#### [Instructions for the task]
Reproduce exactly the lines below, from the first through the one containing "let columns = Columns::from_header(&header)?;", and nothing more.

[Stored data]

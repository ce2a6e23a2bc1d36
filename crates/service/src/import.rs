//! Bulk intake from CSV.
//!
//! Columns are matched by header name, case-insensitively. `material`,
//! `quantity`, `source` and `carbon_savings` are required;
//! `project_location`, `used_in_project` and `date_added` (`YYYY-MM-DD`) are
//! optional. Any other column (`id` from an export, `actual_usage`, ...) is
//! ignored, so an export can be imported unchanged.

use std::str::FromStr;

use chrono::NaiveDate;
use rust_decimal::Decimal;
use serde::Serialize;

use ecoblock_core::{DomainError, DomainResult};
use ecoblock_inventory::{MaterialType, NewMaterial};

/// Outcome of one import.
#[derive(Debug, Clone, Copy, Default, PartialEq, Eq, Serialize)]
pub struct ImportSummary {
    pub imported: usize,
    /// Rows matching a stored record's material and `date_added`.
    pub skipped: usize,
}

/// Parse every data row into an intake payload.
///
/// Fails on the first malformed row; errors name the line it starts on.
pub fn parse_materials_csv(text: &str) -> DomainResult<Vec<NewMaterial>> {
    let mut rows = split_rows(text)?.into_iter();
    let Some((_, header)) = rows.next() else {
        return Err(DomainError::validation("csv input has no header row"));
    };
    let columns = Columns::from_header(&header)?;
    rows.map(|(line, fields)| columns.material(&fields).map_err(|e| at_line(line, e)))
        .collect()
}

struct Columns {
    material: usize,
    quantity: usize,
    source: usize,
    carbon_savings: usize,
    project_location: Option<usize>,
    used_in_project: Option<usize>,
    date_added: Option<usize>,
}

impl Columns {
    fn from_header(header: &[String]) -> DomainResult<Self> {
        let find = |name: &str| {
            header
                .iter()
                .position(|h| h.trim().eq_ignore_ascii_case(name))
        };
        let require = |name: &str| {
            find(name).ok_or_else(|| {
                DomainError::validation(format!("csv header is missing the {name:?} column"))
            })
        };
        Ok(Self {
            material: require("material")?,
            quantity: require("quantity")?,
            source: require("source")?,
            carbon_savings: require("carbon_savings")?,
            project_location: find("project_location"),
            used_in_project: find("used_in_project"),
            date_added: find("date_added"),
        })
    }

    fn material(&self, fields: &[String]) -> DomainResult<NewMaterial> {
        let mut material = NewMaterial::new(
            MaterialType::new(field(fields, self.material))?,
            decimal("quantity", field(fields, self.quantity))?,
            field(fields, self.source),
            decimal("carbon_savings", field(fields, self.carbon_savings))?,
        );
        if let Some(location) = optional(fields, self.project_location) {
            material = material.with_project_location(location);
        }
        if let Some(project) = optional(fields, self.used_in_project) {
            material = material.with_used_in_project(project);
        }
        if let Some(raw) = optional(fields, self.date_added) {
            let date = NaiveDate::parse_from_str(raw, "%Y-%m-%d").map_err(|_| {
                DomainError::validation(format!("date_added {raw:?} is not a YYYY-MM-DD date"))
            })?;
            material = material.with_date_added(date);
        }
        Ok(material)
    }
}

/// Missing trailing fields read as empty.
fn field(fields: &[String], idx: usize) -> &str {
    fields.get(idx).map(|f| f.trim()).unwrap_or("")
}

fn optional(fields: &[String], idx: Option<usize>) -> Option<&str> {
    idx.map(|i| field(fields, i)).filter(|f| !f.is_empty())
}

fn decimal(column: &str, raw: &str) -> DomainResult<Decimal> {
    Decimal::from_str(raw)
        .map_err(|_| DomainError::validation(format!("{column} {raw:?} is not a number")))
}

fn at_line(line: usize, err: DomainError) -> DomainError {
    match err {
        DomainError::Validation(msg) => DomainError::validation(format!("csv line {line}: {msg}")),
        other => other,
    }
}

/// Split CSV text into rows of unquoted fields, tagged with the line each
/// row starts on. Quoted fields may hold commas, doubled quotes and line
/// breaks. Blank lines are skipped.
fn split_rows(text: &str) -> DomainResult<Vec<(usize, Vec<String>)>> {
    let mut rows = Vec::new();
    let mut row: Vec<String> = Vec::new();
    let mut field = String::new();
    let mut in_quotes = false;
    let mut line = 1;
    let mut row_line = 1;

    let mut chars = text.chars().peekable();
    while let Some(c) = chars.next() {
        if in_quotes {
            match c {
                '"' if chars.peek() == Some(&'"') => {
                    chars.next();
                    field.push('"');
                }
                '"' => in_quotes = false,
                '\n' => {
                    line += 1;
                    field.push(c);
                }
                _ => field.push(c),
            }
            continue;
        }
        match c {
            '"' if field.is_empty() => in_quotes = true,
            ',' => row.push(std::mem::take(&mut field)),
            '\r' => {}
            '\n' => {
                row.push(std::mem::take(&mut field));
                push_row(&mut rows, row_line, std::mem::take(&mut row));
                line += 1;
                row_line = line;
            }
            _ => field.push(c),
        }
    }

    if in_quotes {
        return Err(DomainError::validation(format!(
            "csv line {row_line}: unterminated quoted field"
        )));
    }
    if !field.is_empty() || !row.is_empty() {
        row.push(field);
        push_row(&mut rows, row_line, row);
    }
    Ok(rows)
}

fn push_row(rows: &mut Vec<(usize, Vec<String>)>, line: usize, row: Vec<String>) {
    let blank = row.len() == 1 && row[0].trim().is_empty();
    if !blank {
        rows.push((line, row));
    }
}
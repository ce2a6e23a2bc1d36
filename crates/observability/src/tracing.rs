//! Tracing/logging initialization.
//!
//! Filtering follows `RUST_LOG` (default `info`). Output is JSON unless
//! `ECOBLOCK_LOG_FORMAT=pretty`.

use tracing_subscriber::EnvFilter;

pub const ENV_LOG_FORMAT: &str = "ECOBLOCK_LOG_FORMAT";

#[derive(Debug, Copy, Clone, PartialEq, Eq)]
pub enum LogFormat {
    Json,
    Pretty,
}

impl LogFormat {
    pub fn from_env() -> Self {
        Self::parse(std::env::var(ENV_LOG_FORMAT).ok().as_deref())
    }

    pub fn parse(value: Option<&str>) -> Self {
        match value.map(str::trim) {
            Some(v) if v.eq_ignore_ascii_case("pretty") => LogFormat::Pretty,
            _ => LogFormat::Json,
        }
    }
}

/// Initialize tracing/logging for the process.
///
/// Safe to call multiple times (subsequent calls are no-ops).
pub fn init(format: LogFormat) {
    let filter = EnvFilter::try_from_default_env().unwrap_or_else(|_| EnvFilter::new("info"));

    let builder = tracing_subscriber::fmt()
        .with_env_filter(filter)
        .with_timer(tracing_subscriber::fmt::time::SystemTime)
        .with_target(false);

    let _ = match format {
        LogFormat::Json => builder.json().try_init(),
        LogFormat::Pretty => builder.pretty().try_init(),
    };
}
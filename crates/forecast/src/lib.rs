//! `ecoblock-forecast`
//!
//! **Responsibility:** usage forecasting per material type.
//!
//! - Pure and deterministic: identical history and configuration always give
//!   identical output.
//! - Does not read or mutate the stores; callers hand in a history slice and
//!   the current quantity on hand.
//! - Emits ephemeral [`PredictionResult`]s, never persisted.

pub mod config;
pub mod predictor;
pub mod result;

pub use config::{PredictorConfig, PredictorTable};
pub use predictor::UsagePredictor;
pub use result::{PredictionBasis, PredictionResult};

#### [Answer to this problem]
repository ce2a6e23a2bc1d36
filename crates/service/src/import.rs
//! Bulk intake from CSV.
//!
//! Columns are matched by header name, case-insensitively. `material`,
//! `quantity`, `source` and `carbon_savings` are required;
//! `project_location`, `used_in_project` and `date_added` (`YYYY-MM-DD`) are
//! optional. Any other column (`id` from an export, `actual_usage`, ...) is
//! ignored, so an export can be imported unchanged.

use std::str::FromStr;

use chrono::NaiveDate;
use rust_decimal::Decimal;
use serde::Serialize;

use ecoblock_core::{DomainError, DomainResult};
use ecoblock_inventory::{MaterialType, NewMaterial};

/// Outcome of one import.
#[derive(Debug, Clone, Copy, Default, PartialEq, Eq, Serialize)]
pub struct ImportSummary {
    pub imported: usize,
    /// Rows matching a stored record's material and `date_added`.
    pub skipped: usize,
}

/// Parse every data row into an intake payload.
///
/// Fails on the first malformed row; errors name the line it starts on.
pub fn parse_materials_csv(text: &str) -> DomainResult<Vec<NewMaterial>> {
    let mut rows = split_rows(text)?.into_iter();
    let Some((_, header)) = rows.next() else {
        return Err(DomainError::validation("csv input has no header row"));
    };
    let columns = Columns::from_header(&header)?;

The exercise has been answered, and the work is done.